Saturday, June 15, 2013

Serengeti-the Endless Plains

Today we drove to the Ngorongoro Conservation area gate, which is the last of the paved road heading west. From now on, we will be on bumpy, or worse, roads with much dust. It was very overcast and foggy. This is the usual circumstance for the rim of the crater in the morning. It was a bit harrowing on curvy bumpy narrow roads, when you can't see far in front of you.

We passed many Maasai bomas (villages) in the distance, with the Maasai herding their cattle and goats, then also saw some near the road, which are set up as cultural bomas for the tourists. Some are more authentic than the others.

I wanted to stop at Olduvai Gorge, since the work here piques my interest as an amateur archaeologist. The Leakeys and others have excavated this area for over 50 years. They have found 5 layers of evidence of human occupation here. The oldest is Australopithecus , then Homo Erectus, Homo Habilis, and finally Homo Sapiens. They have a small museum and gave an interesting talk. I unfortunately, did not have time to visit the gorge. Some museums still send archaeologists to excavate in the summers, June through August.

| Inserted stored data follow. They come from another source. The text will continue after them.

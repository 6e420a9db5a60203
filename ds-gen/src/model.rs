//! Data models for entity definitions and the records synthesized from them.
use std::collections::BTreeMap;
use std::fmt;
use std::str::FromStr;

use serde::{
    Deserialize,
    Serialize,
};
use serde_json::{
    Map,
    Value,
};

use crate::errors::{
    SimError,
    SimResult,
};

/// How many records on each side of a relationship may relate to one another.
///
/// The wire vocabulary is case-sensitive and matches the serde names exactly.
#[derive(Clone, Copy, Debug, Hash, PartialEq, Eq, Serialize, Deserialize)]
#[serde(rename_all = "snake_case")]
pub enum Cardinality {
    /// Each child references a distinct parent, and each parent has at most one child.
    OneToOne,
    /// Each child references a distinct parent.
    OneToMany,
    /// Many children may share one parent.
    ManyToOne,
    /// Many children may share many parents.
    ManyToMany,
}

impl Cardinality {
    /// Whether each child needs a parent of its own, which caps the child count at the
    /// parent count.
    pub const fn bounds_count(self) -> bool {
        matches!(self, Self::OneToOne | Self::OneToMany)
    }

    /// Wire name of the cardinality class.
    pub const fn as_str(self) -> &'static str {
        match self {
            Self::OneToOne => "one_to_one",
            Self::OneToMany => "one_to_many",
            Self::ManyToOne => "many_to_one",
            Self::ManyToMany => "many_to_many",
        }
    }
}

impl FromStr for Cardinality {
    type Err = String;

    fn from_str(s: &str) -> Result<Self, Self::Err> {
        match s {
            "one_to_one" => Ok(Self::OneToOne),
            "one_to_many" => Ok(Self::OneToMany),
            "many_to_one" => Ok(Self::ManyToOne),
            "many_to_many" => Ok(Self::ManyToMany),
            other => Err(format!("unknown cardinality `{other}`")),
        }
    }
}

impl fmt::Display for Cardinality {
    fn fmt(&self, f: &mut fmt::Formatter<'_>) -> fmt::Result {
        f.write_str(self.as_str())
    }
}

/// A link declared by a child entity type, pointing at its parent type.
#[derive(Clone, Debug, PartialEq, Eq, Serialize)]
pub struct Relationship {
    /// Name of the reference property carried on child records.
    pub name: String,
    /// Parent entity type.
    pub target_type: String,
    /// Cardinality class of the link.
    pub cardinality: Cardinality,
    /// Whether every child record must carry the reference.
    pub required: bool,
}

impl Relationship {
    /// Parse one link declaration.
    ///
    /// `target_type` and `multiplicity` (or its alias `cardinality`) are mandatory; `name`
    /// defaults to the target type. `group_required` is false when the link sits in an
    /// optional link group.
    fn from_declaration(entity: &str, decl: &Value, group_required: bool) -> SimResult<Self> {
        let target_type = decl
            .get("target_type")
            .and_then(Value::as_str)
            .ok_or_else(|| SimError::schema(entity, format!("link {decl} does not declare a `target_type`")))?;

        let cardinality = decl
            .get("multiplicity")
            .or_else(|| decl.get("cardinality"))
            .and_then(Value::as_str)
            .ok_or_else(|| SimError::schema(entity, format!("link to `{target_type}` does not declare a multiplicity")))?
            .parse::<Cardinality>()
            .map_err(|reason| SimError::schema(entity, reason))?;

        let name = decl.get("name").and_then(Value::as_str).unwrap_or(target_type);
        let required = group_required && decl.get("required").and_then(Value::as_bool).unwrap_or(false);

        Ok(Self {
            name: name.into(),
            target_type: target_type.into(),
            cardinality,
            required,
        })
    }
}

/// Structured view of one node type from the dictionary.
#[derive(Clone, Debug, PartialEq, Serialize)]
pub struct EntityDefinition {
    /// Unique entity type name.
    pub name: String,
    /// Reporting tag; not used by any generation logic.
    pub category: String,
    /// Properties every synthesized record must carry.
    pub required_properties: Vec<String>,
    /// Property name to schema fragment, in declaration order.
    pub property_schemas: Map<String, Value>,
    /// Properties filled in by the target system rather than the simulator.
    pub system_properties: Vec<String>,
    /// Declared links to parent types, in declaration order, with link groups flattened.
    pub relationships: Vec<Relationship>,
}

impl EntityDefinition {
    /// Build a definition from a parsed per-type schema object.
    ///
    /// Only the structural keys (`category`, `properties`, `links`) are checked here; the
    /// required-property and required-link invariants belong to validation, which can be run
    /// in a non-fatal mode.
    pub fn from_schema(name: &str, schema: &Value) -> SimResult<Self> {
        let category = required_key(name, schema, "category")?
            .as_str()
            .ok_or_else(|| SimError::schema(name, "`category` must be a string"))?;
        let property_schemas = required_key(name, schema, "properties")?
            .as_object()
            .ok_or_else(|| SimError::schema(name, "`properties` must be a mapping"))?;
        let links = required_key(name, schema, "links")?
            .as_array()
            .ok_or_else(|| SimError::schema(name, "`links` must be a list"))?;

        let mut relationships = vec![];
        flatten_links(name, links, true, &mut relationships)?;

        Ok(Self {
            name: name.into(),
            category: category.into(),
            required_properties: string_list(name, schema, "required")?,
            property_schemas: property_schemas.clone(),
            system_properties: string_list(name, schema, "systemProperties")?,
            relationships,
        })
    }

    /// Whether `property` must be present on every record.
    pub fn is_required(&self, property: &str) -> bool {
        self.required_properties.iter().any(|p| p == property)
    }

    /// Whether `property` is owned by the target system.
    pub fn is_system_property(&self, property: &str) -> bool {
        self.system_properties.iter().any(|p| p == property)
    }

    /// Whether `property` is the reference slot of a declared link.
    pub fn is_link_name(&self, property: &str) -> bool {
        self.relationships.iter().any(|r| r.name == property)
    }
}

fn required_key<'a>(entity: &str, schema: &'a Value, key: &str) -> SimResult<&'a Value> {
    schema
        .get(key)
        .ok_or_else(|| SimError::schema(entity, format!("schema does not have key `{key}`")))
}

fn string_list(entity: &str, schema: &Value, key: &str) -> SimResult<Vec<String>> {
    let Some(value) = schema.get(key) else { return Ok(vec![]) };
    value
        .as_array()
        .and_then(|items| items.iter().map(|v| v.as_str().map(String::from)).collect())
        .ok_or_else(|| SimError::schema(entity, format!("`{key}` must be a list of strings")))
}

// Link groups (`{"required": .., "subgroup": [..]}`) nest arbitrarily; a member is only
// required when every enclosing group is.
fn flatten_links(entity: &str, links: &[Value], group_required: bool, out: &mut Vec<Relationship>) -> SimResult<()> {
    for decl in links {
        if let Some(subgroup) = decl.get("subgroup") {
            let members = subgroup
                .as_array()
                .ok_or_else(|| SimError::schema(entity, "link `subgroup` must be a list"))?;
            let required = group_required && decl.get("required").and_then(Value::as_bool).unwrap_or(false);
            flatten_links(entity, members, required, out)?;
        } else {
            out.push(Relationship::from_declaration(entity, decl, group_required)?);
        }
    }
    Ok(())
}

/// Reference from a child record to its parent.
#[derive(Clone, Debug, PartialEq, Eq, Serialize)]
#[serde(untagged)]
pub enum LinkReference {
    /// Points at an already-synthesized record.
    Record {
        /// Identifier of the parent record.
        submitter_id: String,
    },
    /// Points at the externally supplied project container.
    Project {
        /// Project code.
        code: String,
    },
}

/// One generated record, serialized as a flat JSON object.
#[derive(Clone, Debug, PartialEq, Serialize)]
pub struct SynthesizedRecord {
    /// Unique human-readable identifier, `<entity type>_<random token>`.
    pub submitter_id: String,
    /// Entity type name.
    #[serde(rename = "type")]
    pub entity_type: String,
    /// Synthesized property values.
    #[serde(flatten)]
    pub properties: Map<String, Value>,
    /// Relationship references keyed by link name.
    #[serde(flatten)]
    pub links: BTreeMap<String, LinkReference>,
}

impl SynthesizedRecord {
    /// An empty record of `entity_type` with the given identifier.
    pub fn new(entity_type: &str, submitter_id: String) -> Self {
        Self {
            submitter_id,
            entity_type: entity_type.into(),
            properties: Map::new(),
            links: BTreeMap::new(),
        }
    }

    /// The reference stored under link `name`, if any.
    pub fn link(&self, name: &str) -> Option<&LinkReference> {
        self.links.get(name)
    }
}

The landscape has changed greatly today, from forest/jungle, to brush/few trees. We entered Serengeti National Park. We immediately saw a group of vultures fighting over some road kill. As we drove through the park on the back roads, we saw elephants, impala, baboons, zebras, gazelles, wildebeest, 2 hippo pools, Kori Busters and other birds, and a lion in a tree! They were doing a controlled burning of huge sections to get them to grow back stronger.

We finally arrived at Ikoma Gate, and made it to Ikoma Tented Camp. This camp is larger than the other 2 tented camps I visited. The tents are similar, but the bathrooms are fancier, and the dining hall is impressive with 4 course meals and choices. My tent overlooks a plain, and I see wildebeest and zebra passing by. You must have a guard walk you around after dark, as wildlife can enter the camp. Welcome to the Serengeti.